__WHAT TO DO__:
Every entry must be repeated exactly in the answer.

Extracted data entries
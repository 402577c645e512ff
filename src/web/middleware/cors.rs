//! CORS middleware configuration.

use axum::http::header::{ACCEPT, CONTENT_TYPE};
use axum::http::{HeaderName, HeaderValue, Method};
use tower_http::cors::{Any, CorsLayer};

use crate::auth::CSRF_HEADER;

/// Create a CORS layer from configuration.
///
/// With explicit origins the session cookie is allowed cross-origin. Without
/// any, every origin is allowed but credentials are not, so cookie
/// authenticated calls only work same-origin.
pub fn create_cors_layer(origins: &[String]) -> CorsLayer {
    let methods = [Method::GET, Method::POST, Method::DELETE, Method::OPTIONS];

    let parsed_origins: Vec<HeaderValue> =
        origins.iter().filter_map(|o| o.parse().ok()).collect();

    if parsed_origins.is_empty() {
        if !origins.is_empty() {
            tracing::warn!(?origins, "No valid CORS origin configured; credentials disabled");
        }
        return CorsLayer::new()
            .allow_methods(methods)
            .allow_headers(Any)
            .allow_origin(Any);
    }

    CorsLayer::new()
        .allow_methods(methods)
        .allow_headers([CONTENT_TYPE, ACCEPT, HeaderName::from_static(CSRF_HEADER)])
        .allow_credentials(true)
        .allow_origin(parsed_origins)
}

#[cfg(test)]
mod tests {
    use super::*;

    #[test]
    fn test_create_cors_layer_empty_origins() {
        let _layer = create_cors_layer(&[]);
    }

    #[test]
    fn test_create_cors_layer_with_origins() {
        let origins = vec![
            "http://localhost:3000".to_string(),
            "http://localhost:5173".to_string(),
        ];
        let _layer = create_cors_layer(&origins);
    }

    #[test]
    fn test_create_cors_layer_invalid_origin_falls_back() {
        let _layer = create_cors_layer(&["not a header\n".to_string()]);
    }
}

__SOLUTION TO THIS TASK__:
repository 402577c645e512ff
filename src/web/middleware/cors.rs
//! CORS middleware configuration.

use axum::http::header::{ACCEPT, CONTENT_TYPE};
use axum::http::{HeaderName, HeaderValue, Method};
use tower_http::cors::{Any, CorsLayer};

use crate::auth::CSRF_HEADER;

/// Create a CORS layer from configuration.
///
/// With explicit origins the session cookie is allowed cross-origin. Without
/// any, every origin is allowed but credentials are not, so cookie
/// authenticated calls only work same-origin.
pub fn create_cors_layer(origins: &[String]) -> CorsLayer {
    let methods = [Method::GET, Method::POST, Method::DELETE, Method::OPTIONS];

    let parsed_origins: Vec<HeaderValue> =
        origins.iter().filter_map(|o| o.parse().ok()).collect();

    if parsed_origins.is_empty() {
        if !origins.is_empty() {
            tracing::warn!(?origins, "No valid CORS origin configured; credentials disabled");
        }
        return CorsLayer::new()
            .allow_methods(methods)
            .allow_headers(Any)
            .allow_origin(Any);
    }

    CorsLayer::new()
        .allow_methods(methods)
        .allow_headers([CONTENT_TYPE, ACCEPT, HeaderName::from_static(CSRF_HEADER)])
        .allow_credentials(true)
        .allow_origin(parsed_origins)
}

#[cfg(test)]
mod tests {
    use super::*;

    #[test]
    fn test_create_cors_layer_empty_origins() {
        let _layer = create_cors_layer(&[]);
    }

    #[test]
    fn test_create_cors_layer_with_origins() {
        let origins = vec![
            "http://localhost:3000".to_string(),
            "http://localhost:5173".to_string(),
        ];
        let _layer = create_cors_layer(&origins);
    }

    #[test]
    fn test_create_cors_layer_invalid_origin_falls_back() {
        let _layer = create_cors_layer(&["not a header\n".to_string()]);
    }
}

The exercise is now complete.